CSSEGISandData / COVID-19

Novel Coronavirus (COVID-19) Cases, provided by JHU CSSE
https://systems.jhu.edu/research/public-health/ncov/
29.14k stars 18.43k forks source link

NYC COVID data for 4/23 looks incorrect #2380

Open MNRKCM opened 4 years ago

MNRKCM commented 4 years ago

Hi – the NYC data for 4/23 confirmed COVID cases looks inccorrect –

4/22 = 147297
4/23 = 145855 4/24 = 150473

The level of confirmed cases cannot go negative, ie, it can’t decrease. There can be zero new cases (no change in the level) – but it can’t go lower.

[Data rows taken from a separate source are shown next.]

//! Data source contract.

use anyhow::Result;

use crate::bridge::RegistryBridge;

/// Capabilities the service caches from the data source up front. They
/// are part of the registry contract and must never change at runtime.
#[derive(Clone, Copy, Debug)]
pub struct DataSourceTraits {
    /// Whether the registry content stays fixed for the lifetime of a
    /// session once initialized.
    pub is_persistent: bool,

    /// Whether the registry can be cooked into a compact snapshot and
    /// shipped with the game.
    pub supports_cooking: bool,

    /// Whether a development snapshot may be persisted between sessions
    /// to skip the initial scan.
    pub supports_development_cooking: bool,
}

impl Default for DataSourceTraits {
    fn default() -> Self {
        Self {
            is_persistent: true,
            supports_cooking: true,
            supports_development_cooking: true,
        }
    }
}

/// Supplies archetype records to the registry. Possible backings: a
/// content directory scan, a database, a service backend.
///
/// All methods run on the service owner thread; mutations go through
/// the bridge argument, never around it.
pub trait RegistryDataSource {
    /// Snapshot tag identifying this source. A snapshot written by one
    /// source is never loaded by another.
    fn name(&self) -> &str;

    fn static_traits(&self) -> DataSourceTraits {
        DataSourceTraits::default()
    }

    /// Opens the initialization window. Called after the snapshot
    /// hydration attempt; `bridge.was_loaded()` tells whether the
    /// source must rebuild from scratch.
    fn initialize(&mut self, bridge: &mut dyn RegistryBridge) -> Result<()>;

    /// Closes the initialization window for persistent sources.
    fn post_initialize(&mut self, _bridge: &mut dyn RegistryBridge) -> Result<()> {
        Ok(())
    }

    /// Finishes the lifetime of the data source.
    fn deinitialize(&mut self, _bridge: &mut dyn RegistryBridge) {}

    /// Requests a registry refresh. Synchronous refreshes apply
    /// immediately; asynchronous ones stage a pending refresh.
    fn force_refresh(&mut self, bridge: &mut dyn RegistryBridge, synchronous: bool);

    /// Applies any staged refresh.
    fn flush_pending_refresh(&mut self, bridge: &mut dyn RegistryBridge);

    /// Abandons any staged refresh.
    fn cancel_pending_refresh(&mut self);

    fn is_pending_refresh(&self) -> bool;

    fn is_refreshing(&self) -> bool {
        false
    }

    /// Called when the cook begins, before the cooked snapshot is
    /// written.
    fn on_cook_started(&mut self, _bridge: &mut dyn RegistryBridge) {}

    /// Called when the cook ends.
    fn on_cook_finished(&mut self, _bridge: &mut dyn RegistryBridge) {}

    /// Last chance to veto writing the cooked snapshot. Returning false
    /// leaves the state to be rebuilt at runtime.
    fn verify_assumptions_for_cook(&self) -> bool {
        true
    }
}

Is there a way to correct this file?

https://github.com/CSSEGISandData/COVID-19/blob/master/csse_covid_19_data/csse_covid_19_time_series/time_series_covid19_confirmed_US.csv

econ-erik commented 4 years ago

Hey @MNRKCM, with the speed at which reporting on these data evolve, it's entirely possible that "probable" cases, i.e., before confirmed laboratory tests, turn out to be negative. For instance, the NYTimes series for NYC has 4/22 at 142,442, 4/23 at 145,855, and 4/24 is not in the their github yet (they're being a bit more patient and only counting lab confirmed cases even though some states have adopted the CDC's move to also include probable). It's certainly valuable to puzzle over the negative changes but they may not necessarily be wrong because of their sign. Bear in mind that all of these numbers are massive under counts of the true actual cases anyway.

MNRKCM commented 4 years ago

Thanks for your reply. I appreciate it. But I disagree. JHU is calling this confirmed cases (not confirmed + probable). The number of confirmed cases cannot go down. For example, just using made up numbers, NYC could have 100 confirmed COVID cases today. But it can’t have 90 confirmed cases tomorrow. It could still have 100 confirmed cases tomorrow, ie, no new cases, but it can’t have a decrease in the level. Confirmed cases don't go away. So there's a discrepancy that calls into question the accuracy of the data.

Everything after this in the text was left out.